APPARENT VOID
by Diana Agrest, Mario Gandelsonas
9 Nov 2021
(10min)

“The great empty.” The Times recently sent dozens of photographers out to capture images of once-bustling public plazas, beaches, fairgrounds, restaurants, movie theaters, tourist meccas, and train stations. Times Square is a ghost town, as are the City of London and the Place de la Concorde in Paris during what used to be the morning rush […] Emptiness proliferates like the virus. The images are haunted and haunting, like stills from movies about plagues and the apocalypse, but in some ways they are hopeful. Their emptiness trumpets an existence mostly divorced from human habitation and the messy thrum of daily life. They imagine an experience more akin to the wonder of bygone explorers coming upon the remains of a lost civilization.1

The physical city, usually perceived as background, suddenly became an apparently empty foreground. However, the “emptied-out” city, exposing what had been previously the physical support of urban life, the urban stage, was not empty. Urban space appeared as a void, as an empty stage where the bodies and actions that shaped it were absent. Those who could afford the lockdown were not there, but the so-called “essential” workers—the “invisible” bodies that kept everyday life alive in the urban realm—were.
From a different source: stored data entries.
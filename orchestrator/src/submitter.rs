use std::sync::{
    atomic::{AtomicBool, Ordering},
    Arc,
};

use account_core::{
    Bytes, Operation, PendingHandle, ReceiptStatus, RelayError, RelayProvider, SignedOperation,
};
use chrono::Utc;
use tracing::{error, info, instrument, warn};

use crate::error::{IsRetryable, OrchestratorError};
use crate::retry::RetryPolicy;
use crate::session::AccountSession;

/// Signs operations with the session owner and forwards them to the relay.
#[derive(Debug, Clone)]
pub struct Submitter {
    relay: Arc<dyn RelayProvider>,
    retry: RetryPolicy,
}

impl Submitter {
    /// A submitter for `relay`, retrying transport faults with `retry`
    pub fn new(relay: Arc<dyn RelayProvider>, retry: RetryPolicy) -> Self {
        Self { relay, retry }
    }

    /// Sign `operation` and hand it to the relay.
    ///
    /// Once this returns a handle the operation is committed: it cannot be
    /// recalled and must be awaited.
    #[instrument(skip_all, fields(account = ?session.account(), nonce = ?operation.nonce))]
    pub async fn submit(
        &self,
        session: &AccountSession,
        operation: Operation,
    ) -> Result<PendingHandle, OrchestratorError> {
        let nonce = operation.nonce;
        let digest = operation.hash(session.entry_point(), session.chain_id());
        let signature = session.owner().signer().sign_digest(digest).await?;
        let signed = SignedOperation::new(operation, Bytes::from(signature.to_vec()), digest);

        let ambiguous = &AtomicBool::new(false);
        let (relay, signed_ref, entry_point) = (&self.relay, &signed, session.entry_point());
        let result = self
            .retry
            .run("submit_operation", || async move {
                let result = relay.submit_operation(signed_ref, entry_point).await;
                if matches!(&result, Err(err) if err.is_retryable()) {
                    ambiguous.store(true, Ordering::Relaxed);
                }
                result
            })
            .await;

        let hash = match result {
            Ok(hash) => hash,
            // An earlier attempt may have reached the relay before its
            // response was lost. The nonce stays taken if the relay knows it.
            Err(err) if ambiguous.load(Ordering::Relaxed) => {
                if self.already_known(&signed).await {
                    warn!(?err, "Relay holds the operation despite the failed submission");
                    signed.hash()
                } else {
                    error!(?err, "Relay did not accept operation");
                    return Err(err.into());
                }
            }
            Err(err) => {
                error!(?err, "Relay did not accept operation");
                return Err(err.into());
            }
        };

        if hash != signed.hash() {
            warn!(relay_hash = ?hash, local_hash = ?signed.hash(), "Relay returned a different operation hash");
        }
        info!(operation_hash = ?hash, "Operation submitted");
        Ok(PendingHandle::new(hash, nonce, Utc::now()))
    }

    async fn already_known(&self, signed: &SignedOperation) -> bool {
        let (relay, hash) = (&self.relay, signed.hash());
        matches!(
            self.retry
                .run("query_receipt", || relay.query_receipt(hash))
                .await,
            Ok(ReceiptStatus::Pending | ReceiptStatus::Terminal(_))
        )
    }
}
//! Orchestration of sponsored smart-account operations.
//!
//! An [`Orchestrator`] connects an owner to its smart account and runs
//! [`TransactionPlan`]s for it. Each step of a plan is built with the
//! account's next nonce, sponsored, signed, relayed and awaited before the
//! next one starts; the first failure aborts the plan with a single terminal
//! status. Confirmed plans invalidate the account's cached balances.

#![forbid(unsafe_code)]
#![warn(missing_docs)]
#![deny(clippy::unwrap_used, clippy::panic)]

pub use builder::OperationBuilder;
pub use cache::{BalanceSnapshot, SessionCache};
pub use config::OrchestratorConfig;
pub use entrypoint::{Entrypoint, Orchestrator};
pub use error::{IsRetryable, OrchestratorError};
pub use nonce::{NonceLease, NonceTracker};
pub use plan::{Intent, PlannedStep, StepKind, TransactionPlan};
pub use quote::{constant_product_out, SwapQuote, SwapQuoter};
pub use receipt::{ReceiptWaiter, WaitOutcome};
pub use retry::RetryPolicy;
pub use sequencer::{PlanOutcome, PlanStatus, Sequencer, SequencerState, StepReport};
pub use session::{AccountSession, OwnerIdentity};
pub use sponsor::SponsorClient;
pub use submitter::Submitter;
pub use tokio_util::sync::CancellationToken;

mod builder;
mod cache;
mod config;
mod entrypoint;
mod error;
mod nonce;
mod plan;
mod quote;
mod receipt;
mod retry;
mod sequencer;
mod session;
mod sponsor;
mod submitter;
use std::fmt::{self, Debug};
use std::sync::{
    atomic::{AtomicBool, Ordering},
    Arc,
};

use account_core::{AccountInit, Address, LedgerReader, OwnerSigner};
use parking_lot::{Mutex, MutexGuard};
use tokio::sync::{Mutex as AsyncMutex, MutexGuard as AsyncMutexGuard};
use tracing::{info, instrument};

use crate::config::OrchestratorConfig;
use crate::error::OrchestratorError;
use crate::nonce::NonceTracker;

/// The owner's signing capability together with its public address.
#[derive(Clone)]
pub struct OwnerIdentity {
    signer: Arc<dyn OwnerSigner>,
    address: Address,
}

impl OwnerIdentity {
    /// Wrap a signer. The address is read once and fixed for the session.
    pub fn new(signer: Arc<dyn OwnerSigner>) -> Self {
        let address = signer.address();
        Self { signer, address }
    }

    /// Owner address
    pub fn address(&self) -> Address {
        self.address
    }

    /// Signing capability
    pub fn signer(&self) -> &dyn OwnerSigner {
        self.signer.as_ref()
    }
}

impl Debug for OwnerIdentity {
    fn fmt(&self, f: &mut fmt::Formatter<'_>) -> fmt::Result {
        f.debug_struct("OwnerIdentity")
            .field("address", &self.address)
            .finish()
    }
}

/// A live smart account bound to one owner.
///
/// Created once per authenticated owner and dropped on disconnect. Holds the
/// account's nonce bookkeeping and the exclusion region that serializes
/// plans for the account.
#[derive(Debug)]
pub struct AccountSession {
    owner: OwnerIdentity,
    account: Address,
    protocol_version: String,
    entry_point: Address,
    chain_id: u64,
    init: AccountInit,
    deployed: AtomicBool,
    nonces: Mutex<NonceTracker>,
    in_flight: AsyncMutex<()>,
}

impl AccountSession {
    /// Derive the owner's account and read its nonce and deployment state.
    #[instrument(skip_all, fields(owner = ?owner.address()))]
    pub async fn establish(
        owner: OwnerIdentity,
        config: &OrchestratorConfig,
        ledger: &dyn LedgerReader,
    ) -> Result<Self, OrchestratorError> {
        config.validate()?;
        let deriver = config.deriver();
        let account = deriver.derive(owner.address(), &config.account_version, config.entry_point)?;
        let init = deriver.account_init(owner.address(), &config.account_version);

        let nonce = ledger.account_nonce(account, config.entry_point).await?;
        let deployed = ledger.is_deployed(account).await?;
        info!(?account, ?nonce, deployed, "Account session established");

        Ok(Self {
            owner,
            account,
            protocol_version: config.account_version.clone(),
            entry_point: config.entry_point,
            chain_id: config.chain_id,
            init,
            deployed: AtomicBool::new(deployed),
            nonces: Mutex::new(NonceTracker::new(nonce)),
            in_flight: AsyncMutex::new(()),
        })
    }

    /// Owner of the account
    pub fn owner(&self) -> &OwnerIdentity {
        &self.owner
    }

    /// The account address
    pub fn account(&self) -> Address {
        self.account
    }

    /// Account implementation version
    pub fn protocol_version(&self) -> &str {
        &self.protocol_version
    }

    /// Entry point validating the account's operations
    pub fn entry_point(&self) -> Address {
        self.entry_point
    }

    /// Chain the account lives on
    pub fn chain_id(&self) -> u64 {
        self.chain_id
    }

    /// Whether the account has code on the ledger
    pub fn is_deployed(&self) -> bool {
        self.deployed.load(Ordering::Acquire)
    }

    /// Deployment data, needed until the account's first operation lands
    pub fn init(&self) -> Option<&AccountInit> {
        (!self.is_deployed()).then_some(&self.init)
    }

    pub(crate) fn mark_deployed(&self) {
        self.deployed.store(true, Ordering::Release);
    }

    /// Nonce bookkeeping. Never held across an await point.
    pub fn nonces(&self) -> MutexGuard<'_, NonceTracker> {
        self.nonces.lock()
    }

    /// Enter the account's exclusion region, failing if another plan holds it.
    pub(crate) fn try_enter(&self) -> Result<AsyncMutexGuard<'_, ()>, OrchestratorError> {
        self.in_flight
            .try_lock()
            .map_err(|_| OrchestratorError::NonceConflict {
                account: self.account,
                pending: {
                    let nonces = self.nonces();
                    nonces.taken().unwrap_or_else(|| nonces.next())
                },
            })
    }
}

#[cfg(test)]
mod tests {
    use account_test::{FakeChain, FakeSigner};

    use super::*;

    #[tokio::test]
    async fn establish_derives_and_reads_nonce() {
        let chain = FakeChain::default();
        let config = OrchestratorConfig::new("project");
        let owner = OwnerIdentity::new(Arc::new(FakeSigner::new(Address::repeat_byte(0x0a))));
        let expected = config
            .deriver()
            .derive(owner.address(), &config.account_version, config.entry_point)
            .unwrap();
        chain.set_nonce(expected, 12u64.into());

        let session = AccountSession::establish(owner, &config, &chain).await.unwrap();
        assert_eq!(session.account(), expected);
        assert_eq!(session.nonces().next(), 12u64.into());
        assert!(!session.is_deployed());
        assert!(session.init().is_some());

        session.mark_deployed();
        assert!(session.init().is_none());
    }

    #[tokio::test]
    async fn establish_requires_project_id() {
        let chain = FakeChain::default();
        let config = OrchestratorConfig {
            project_id: None,
            ..OrchestratorConfig::new("project")
        };
        let owner = OwnerIdentity::new(Arc::new(FakeSigner::new(Address::repeat_byte(0x0a))));
        let err = AccountSession::establish(owner, &config, &chain)
            .await
            .unwrap_err();
        assert!(matches!(err, OrchestratorError::Configuration(_)));
    }

    #[tokio::test]
    async fn second_plan_cannot_enter() {
        let chain = FakeChain::default();
        let owner = OwnerIdentity::new(Arc::new(FakeSigner::new(Address::repeat_byte(0x0a))));
        let session = AccountSession::establish(owner, &OrchestratorConfig::new("p"), &chain)
            .await
            .unwrap();
        let _guard = session.try_enter().unwrap();
        assert!(matches!(
            session.try_enter(),
            Err(OrchestratorError::NonceConflict { .. })
        ));
    }
}
#[cfg(test)]
mod tests {
    use super::*;

    const TOKEN: Address = H160([0xaa; 20]);
    const ACCOUNT: Address = H160([0x01; 20]);

    async fn sign(chain: &FakeChain, mut op: Operation) -> SignedOperation {
        let sponsorship = chain
            .request_sponsorship(&op, &SponsorContext::new(11155111, ENTRY_POINT_V07))
            .await
            .unwrap();
        op = op.with_sponsorship(sponsorship);
        let hash = op.hash(ENTRY_POINT_V07, 11155111);
        SignedOperation::new(op, vec![0u8; 65].into(), hash)
    }

    #[tokio::test]
    async fn mints_and_enforces_nonce() {
        let chain = FakeChain::default();
        chain.add_token(TOKEN, 18);
        chain.deploy(ACCOUNT);

        let op = Operation::new(
            ACCOUNT,
            TOKEN,
            calls::mint(ACCOUNT, U256::from(5)),
            U256::zero(),
            U256::zero(),
        );
        let signed = sign(&chain, op.clone()).await;
        let hash = chain
            .submit_operation(&signed, ENTRY_POINT_V07)
            .await
            .unwrap();
        assert_eq!(chain.balance(TOKEN, ACCOUNT), U256::from(5));
        assert!(matches!(
            chain.query_receipt(hash).await.unwrap(),
            ReceiptStatus::Terminal(receipt) if receipt.success
        ));

        // same nonce again, different content
        let mut stale = op;
        stale.calldata = calls::mint(ACCOUNT, U256::from(6));
        let err = chain
            .submit_operation(&sign(&chain, stale).await, ENTRY_POINT_V07)
            .await
            .unwrap_err();
        assert!(err.to_string().contains("AA25"));
    }

    #[tokio::test]
    async fn failed_call_reverts_state_but_uses_nonce() {
        let chain = FakeChain::default();
        chain.add_token(TOKEN, 18);
        chain.deploy(ACCOUNT);

        let op = Operation::new(
            ACCOUNT,
            TOKEN,
            calls::transfer(Address::repeat_byte(0x02), U256::from(1)),
            U256::zero(),
            U256::zero(),
        );
        let hash = chain
            .submit_operation(&sign(&chain, op).await, ENTRY_POINT_V07)
            .await
            .unwrap();
        let ReceiptStatus::Terminal(receipt) = chain.query_receipt(hash).await.unwrap() else {
            panic!("expected a terminal receipt");
        };
        assert!(!receipt.success);
        assert_eq!(
            receipt.revert_reason.as_deref(),
            Some("ERC20: transfer amount exceeds balance")
        );
        assert_eq!(chain.nonce(ACCOUNT), U256::one());
    }
}
//! Test doubles for the smart-account interfaces: `mockall` mocks of the
//! external traits and an in-memory chain that plays relay, sponsor and
//! ledger at once.

#![allow(non_snake_case)]

pub use chain::*;
pub use mocks::*;
pub use signer::FakeSigner;

mod chain;
mod mocks;
mod signer;
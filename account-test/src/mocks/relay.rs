use async_trait::async_trait;
use mockall::*;

use account_core::*;

mock! {
    pub Relay {
        pub fn submit_operation(
            &self,
            operation: &SignedOperation,
            entry_point: Address,
        ) -> Result<H256, RelayError> {}

        pub fn query_receipt(&self, operation_hash: H256) -> Result<ReceiptStatus, RelayError> {}
    }
}

impl std::fmt::Debug for MockRelay {
    fn fmt(&self, f: &mut std::fmt::Formatter<'_>) -> std::fmt::Result {
        write!(f, "MockRelay")
    }
}

#[async_trait]
impl RelayProvider for MockRelay {
    async fn submit_operation(
        &self,
        operation: &SignedOperation,
        entry_point: Address,
    ) -> Result<H256, RelayError> {
        self.submit_operation(operation, entry_point)
    }

    async fn query_receipt(&self, operation_hash: H256) -> Result<ReceiptStatus, RelayError> {
        self.query_receipt(operation_hash)
    }
}
//! Core types and external interfaces for smart-account orchestration.
//!
//! This crate contains the operation model and its hashing, deterministic
//! account derivation, ABI helpers and the narrow traits through which the
//! orchestrator reaches the signer, relay, sponsor and ledger.

#![forbid(unsafe_code)]
#![warn(missing_docs)]
#![deny(clippy::unwrap_used, clippy::panic)]

pub use derivation::AccountDeriver;
pub use error::*;
pub use operation::{Operation, SignedOperation};
pub use traits::*;
pub use types::*;
pub use units::{to_base_units, to_display_units};

/// Re-exported ethers primitives used throughout the API
pub use ethers::types::{Address, Bytes, Signature, H160, H256, U256, U64};

pub mod calls;
mod derivation;
mod error;
mod operation;
mod traits;
mod types;
mod units;
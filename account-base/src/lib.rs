//! Settings, tracing and concrete network adapters for the smart-account
//! orchestrator.

#![forbid(unsafe_code)]
#![deny(clippy::unwrap_used, clippy::panic)]

pub use clients::*;
pub use settings::*;

mod clients;
/// Settings loading and validation
pub mod settings;
use std::sync::Arc;

use account_base::{LocalKeySigner, Settings};
use account_core::{to_base_units, to_display_units, Address, ReceiptStatus, U256};
use color_eyre::{
    eyre::{eyre, Context},
    Result,
};
use orchestrator::{
    CancellationToken, Entrypoint, Intent, Orchestrator, OrchestratorError, PlanOutcome,
    PlanStatus,
};
use tracing::info;

use crate::args::{Args, Command};

pub async fn run(args: Args, settings: &Settings, orchestrator: &Orchestrator) -> Result<()> {
    if let Command::Status { hash } = args.command {
        return status(settings, orchestrator, hash).await;
    }

    let key = args
        .owner_key
        .as_deref()
        .ok_or_else(|| eyre!("An owner key is required (--owner-key or SA_OWNER_KEY)"))?;
    let signer = Arc::new(LocalKeySigner::from_private_key(key)?);
    let session = orchestrator.connect(signer).await?;

    match args.command {
        Command::Address => {
            println!("Owner  : {:?}", session.owner().address());
            println!("Account: {:?}", session.account());
            println!("Deployed: {}", session.is_deployed());
        }
        Command::Balance { token } => {
            let snapshot = orchestrator.balance(token).await?;
            println!("{} ({:?})", snapshot.display_amount(), token);
        }
        Command::Swap {
            router,
            token_in,
            token_out,
            amount,
            min_out,
            slippage_bps,
        } => {
            let amount_in = base_units(orchestrator, token_in, &amount).await?;
            let min_out = match min_out {
                Some(min_out) => base_units(orchestrator, token_out, &min_out).await?,
                None => {
                    let quote = orchestrator
                        .quote_swap(router, token_in, token_out, amount_in, slippage_bps)
                        .await?;
                    info!(expected = %quote.expected_out, min_out = %quote.min_out, "Quoted swap");
                    quote.min_out
                }
            };
            let intent = Intent::Swap {
                router,
                token_in,
                token_out,
                amount_in,
                min_out,
            };
            execute(settings, orchestrator, &intent).await?;
        }
        Command::Transfer { token, to, amount } => {
            let amount = base_units(orchestrator, token, &amount).await?;
            execute(settings, orchestrator, &Intent::Transfer { token, to, amount }).await?;
        }
        Command::Faucet { tokens, amount } => {
            let mut mints = Vec::with_capacity(tokens.len());
            for token in tokens {
                mints.push((token, base_units(orchestrator, token, &amount).await?));
            }
            execute(settings, orchestrator, &Intent::Faucet { mints }).await?;
        }
        Command::Status { .. } => {}
    }

    orchestrator.disconnect();
    Ok(())
}

async fn base_units(orchestrator: &Orchestrator, token: Address, amount: &str) -> Result<U256> {
    let decimals = orchestrator
        .balance(token)
        .await
        .with_context(|| format!("Failed to read token {token:?}"))?
        .decimals;
    Ok(to_base_units(amount, decimals)?)
}

async fn execute(settings: &Settings, orchestrator: &Orchestrator, intent: &Intent) -> Result<()> {
    let outcome = orchestrator
        .execute(intent, &CancellationToken::new())
        .await?;
    report(settings, &outcome);

    match outcome.status {
        PlanStatus::Completed => Ok(()),
        PlanStatus::Aborted {
            step,
            reason,
            partial,
        } => {
            if partial {
                println!("Earlier steps were confirmed and remain in effect.");
            }
            if let OrchestratorError::ReceiptTimeout(hash) = &reason {
                println!("The operation may still land: smart-account status {hash:?}");
            }
            Err(eyre!("Step {step} failed: {reason}"))
        }
    }
}

fn report(settings: &Settings, outcome: &PlanOutcome) {
    for step in &outcome.steps {
        let hash = step
            .operation_hash
            .map(|h| format!("{h:?}"))
            .unwrap_or_else(|| "-".into());
        match &step.receipt {
            Some(receipt) => println!(
                "[{}] {} {} {} {}",
                step.index,
                step.kind,
                if receipt.success { "confirmed" } else { "reverted" },
                hash,
                settings.explorer_tx_url(receipt.block.transaction_hash),
            ),
            None => println!("[{}] {} not confirmed {}", step.index, step.kind, hash),
        }
    }
}

async fn status(
    settings: &Settings,
    orchestrator: &Orchestrator,
    hash: account_core::H256,
) -> Result<()> {
    match orchestrator.check_status(hash).await? {
        ReceiptStatus::NotFound => println!("Unknown to the relay"),
        ReceiptStatus::Pending => println!("Pending"),
        ReceiptStatus::Terminal(receipt) => {
            let verdict = if receipt.success {
                "Confirmed".to_owned()
            } else {
                format!(
                    "Reverted: {}",
                    receipt.revert_reason.as_deref().unwrap_or("no reason given")
                )
            };
            println!("{verdict} in block {}", receipt.block.block_number);
            println!("Fee paid by sponsor: {} ETH", to_display_units(receipt.actual_gas_cost, 18));
            println!("{}", settings.explorer_tx_url(receipt.block.transaction_hash));
        }
    }
    Ok(())
}
use std::fmt::Debug;

use async_trait::async_trait;
use auto_impl::auto_impl;
use ethers::types::{Address, Signature, H256};

use crate::error::SignerError;

/// The owner's signing capability. May live on a user device or in an
/// embedded key store; `sign_digest` may suspend until the user approves.
#[async_trait]
#[auto_impl(&, Box, Arc)]
pub trait OwnerSigner: Send + Sync + Debug {
    /// Public address of the owner key
    fn address(&self) -> Address;

    /// Sign an operation digest.
    async fn sign_digest(&self, digest: H256) -> Result<Signature, SignerError>;
}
But there is another, mostly invisible dimension of the city. Unlike the buildings and the bodies that inhabit them, which the pandemic made newly apparent, there is the digital infrastructure, buried underground or underwater, above ground with antennas and towers, or satellites orbiting in space. The perceived opposition between physical urban space and virtual space obscures their constant interaction, overlap, and mutual substitution, as in lockdown when the virtual played a crucial role in supporting communication among human bodies, as their actual interaction was all but eliminated from “normal” modes of social behavior by the fear of disease.

While absent from the actual urban space, the body constantly engaged in interpersonal interaction and direct communication through Zoom or similar media is at its most exposed mode; showing one’s face. A bodyless head facing the camera emphasizes the way we consume culture through the visual. The head without a body, set within the frame, acts as a gate that opens up a chain of private spaces, for the most part domestic, that become linked as part of a public exchange, particularly if institutionalized, blurring the boundaries between the private and public domain.


The Domestic Scene


As urban action is displaced by the virtual realm, the places of public appearance are also transported online, the screen penetrating the physical domestic space, framing and staging it. The ever-changing line that separates the street from the home, the public and private, the actual and the digital was made clear by the lockdown.

Activities defined as the exclusive business of the public sphere infiltrated the home, through the virtual spaces of Zoom. The domestic interior became a unit of a public chain of supports and of spaces, blurring the boundaries between public and private. The grid of the Zoom screen substituted the grid of streets, materializing the conjuncture of street and virtual media that constitutes the contemporary version of the public realm.

The space of domestic life is thus compressed to include both the place of work and the site of public interaction. The domestic space is transformed as the public domain claims a share of a space that is traditionally the site of a different type of production. The rapid transformation of the domestic space, into a place of both paid and unpaid labor on a scale not seen before, challenges the traditional binary oppositions between public and private space, as well as gender-assigned roles within the domestic and professional spheres.

Synchronized collaborations across meridians were made possible by this gridded virtual space in concerts of all kinds, with artists mostly performing from their own domestic space. In breaking down the hierarchies separating performer and spectator, the concept of “spectacle” was transformed in space and time. The frame of Zoom was also re-enacted in the city itself, through the window frames which became a site of collective urban celebratory performance, honoring those on the front lines.

Except for those who perform essential services, those who took to the streets for demonstrations of protest like Black Lives Matter, or those who decided to cast their vote personally in the 2021 presidential election, for over a year, people spent most of their time in the digitalized space of domesticity and away from the actual space of urbanity. In this constant virtual interaction, however, something crucial was missing: the bodily experience of interpersonal space and its experience among plural bodies, resulting from chance encounters that can only take place within the physical space of the city, an experience that returned instantly in all public spaces of social interaction as soon as restrictions were lifted or relaxed.


The Urban Question


Have the post-second world war modernist cities, in particular, the global hyper-capitalist city since the 1980s, produced a human body vulnerable to the pandemic? The interiorization of “public space” that is no longer public, the passive movement implied by the car as the dominant form of movement organizing the urban realm, plus the explosive growth of impervious ground and buildings—one of the major causes of global warming and pollution—and, as a consequence, the exponential reduction of forests and green space. All of these changes expose the multiple failures of the unhealthy, hyper-capitalist urban realm—regulated or deregulated for profit and totally devoid of the social consideration that it once had.

The lessons from the events of the Covid-19 pandemic that have inexorably changed the course of urban history must be critically incorporated into the urban question and considered both as a real object and as an object of study.

1.‘The Great Empty.’ Photography: New York Times, Introduction: Michael Kimmelman, New York Times, 23 March 2020.